The etiology of the psychiatric consequences of the current COVID-19 pandemic may be multifactorial, including brain infection, direct effects of cerebrovascular disease in a hypercoagulable state, response to pandemic-related stress (such as health intervention, social isolation, or stigma) [34], drug use (such as corticosteroids or antiviral drugs), and vertical transmission.

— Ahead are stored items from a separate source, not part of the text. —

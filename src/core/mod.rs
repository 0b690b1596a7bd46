//! Counting and classification stages.
//!
//! This module contains:
//! - Resampling of raw streams onto a uniform grid
//! - Band-pass filtering and epoch aggregation into activity counts
//! - Cole-Kripke scoring and multi-sensor fusion
//! - Output tables and run summaries

pub mod classifier;
pub mod cole_kripke;
pub mod epochs;
pub mod filter;
pub mod fusion;
pub mod pipeline;
pub mod report;
pub mod resample;
pub mod signal;
pub mod summary;

// Re-export commonly used types
pub use classifier::{
    Classification, LabelSource, SensorScores, SleepClassifier, SleepIndex, SleepLabel,
    SleepReport,
};
pub use cole_kripke::{ColeKripke, ColeKripkeParams};
pub use epochs::{CountConfig, CountsSeries, EpochAggregator, EpochCount, DEFAULT_EPOCH_SECS};
pub use filter::{BandpassFilter, FilterConfig};
pub use fusion::{majority_vote, MultiSensorFusion, MAX_SENSORS};
pub use pipeline::{CountPipeline, PipelineOutput};
pub use report::{
    combined_counts_csv, combined_counts_table, counts_csv, counts_table, results_csv,
    results_table, CombinedCountsRow, CountsRow, ResultRow,
};
pub use resample::{resample, resample_uniform};
pub use signal::{FilteredSignal, UniformSignal};
pub use summary::{RunSummary, SensorActivity};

Reactive response to pandemic-related stress: The social distance and other public health interventions to curb the spread of COVID-19 may have an immediate and long-term impact on people with psychosis or people at risk of psychiatric disorder [15]. During the pandemic, almost every country has developed public health strategies to curb the spread of COVID-19, including quarantine of people who may be exposed to the virus and requiring a physical distance from the general population [35]. The incidence of depression and anxiety in people who implement social distance may be affected [36]. Despite telecommunications tools exist, distrust or unfamiliarity with technology may be additional pressure for people with mental disorders who use such tools. The COVID-19 pandemic has caused a considerable increase in unemployment rates, restricting individuals with psychiatric disorders from having a steady income, limiting their access to food, permanent housing, and medicine [37]. Shortages of resources that patients rely on, such as transportation, groceries, and services from public buildings, further disrupt daily life. In addition, there are the impacts of reduced physical activity, dietary changes, and reduced sunlight exposure [38]. A study indicated that self-isolation was related to the increased C-Reactive Protein (CRP) level [39]. Busch, et al. noted that individuals with greater stress were associated with higher inflammation levels [40]. These results provide a basis for the conclusion of this study: self-isolation is a special form of inflammation. This can arise through psychosocial stressors irrespective of infection, for example, fear, isolation, bereavement, homelessness, broken relationships (divorce/separation), unemployment and financial difficulties, domestic violence, and deteriorating physical health. Given their susceptibility to social health determinants, all of these may have a particular effect on psychiatric patients [24,41-43]. Similarly, the direction of this effect is unclear, as pandemics have the potential to strengthen social inequalities, which in turn may lead to a risk of exceeding the consequences of the infection itself, further complicating the interaction between COVID-19 and psychiatric disorders.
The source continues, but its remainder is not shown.